Methods: This is the first double-blind placebo-controlled clinical trial to investigate the efficacy of per os vitamin D3 (cholecalciferol) in treating fatigue among otherwise healthy persons with low serum 25-hydroxyvitamin D (25(OH)D) levels. We enrolled 120 individuals (mean age 29 ± 6 years, 53% women) presenting with fatigue and vitamin D deficiency (serum 25(OH)D < 20 μg/L). Participants were randomized to a single oral dose of 100,000 units of vitamin D or placebo. The primary endpoint was intra-individual change in the fatigue assessment scale (FAS) at 4 weeks after treatment.

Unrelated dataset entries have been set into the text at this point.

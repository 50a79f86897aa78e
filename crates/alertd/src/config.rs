//! Daemon configuration file.

use std::path::{Path, PathBuf};

use alert_engine::{AlertManagerConfig, AlertRule};
use anyhow::{Context, bail};
use serde::Deserialize;

/// Everything `alertd` needs to run an engine.
///
/// ```json
/// {
///   "engine": { "check_interval_ms": 10000 },
///   "channels": ["email", "slack"],
///   "metrics_file": "metrics.json",
///   "rules": [{ "name": "HighCPU", "type": "threshold", "metric": "cpu", "threshold": 80 }]
/// }
/// ```
#[derive(Debug, Clone, Deserialize)]
pub struct EngineFile {
    /// Engine settings.
    #[serde(default)]
    pub engine: AlertManagerConfig,
    /// Channel ids bound to log-backed notification services.
    #[serde(default = "default_channels")]
    pub channels: Vec<String>,
    /// JSON object of current metric values. Relative paths are resolved
    /// against the directory of the configuration file.
    pub metrics_file: PathBuf,
    /// Rules to register on startup.
    #[serde(default)]
    pub rules: Vec<AlertRule>,
}

fn default_channels() -> Vec<String> {
    vec![alert_engine::types::DEFAULT_CHANNEL.to_string()]
}

impl EngineFile {
    /// Loads and validates a configuration file.
    pub fn load(path: &Path) -> anyhow::Result<Self> {
        let content = std::fs::read_to_string(path)
            .with_context(|| format!("failed to read config file '{}'", path.display()))?;

        let mut file = Self::from_json(&content)?;
        if file.metrics_file.is_relative() {
            if let Some(dir) = path.parent() {
                file.metrics_file = dir.join(&file.metrics_file);
            }
        }
        Ok(file)
    }

    /// Parses and validates a configuration document.
    pub fn from_json(content: &str) -> anyhow::Result<Self> {
        let file: Self = serde_json::from_str(content).context("invalid config JSON")?;
        file.validate()?;
        Ok(file)
    }

    fn validate(&self) -> anyhow::Result<()> {
        self.engine.validate()?;

        if let Some(blank) = self.channels.iter().find(|c| c.trim().is_empty()) {
            bail!("channel id cannot be blank: {blank:?}");
        }

        if self.metrics_file.as_os_str().is_empty() {
            bail!("metrics_file cannot be empty");
        }

        Ok(())
    }
}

Result: The mean age of the participants was 29 ± 6 years, 53% were women. Mean FAS decreased significantly more in the vitamin D group (-3.3 ± 5.3; 95% confidence interval [CI] for change -14.1 to 4.1) compared with placebo (-0.8 ± 5.3; 95% CI for change -9.0 to 8.7); (P = 0.01). Amelioration of fatigue was reported more frequently in vitamin D than in placebo group (42 [72%] vs. 31 [50%]; P = 0.01; odds ratio [OR] 2.63, 95% CI for OR 1.23-5.62). Among all participants, improvement in fatigue score correlated with the rise in 25(OH)D level (R = -0.22, P = 0.02).
Conclusion: Vitamin D treatment significantly improved fatigue in otherwise healthy persons with vitamin D deficiency.This study was registered at the www.ClinicalTrials.gov Protocol ID NCT02022475.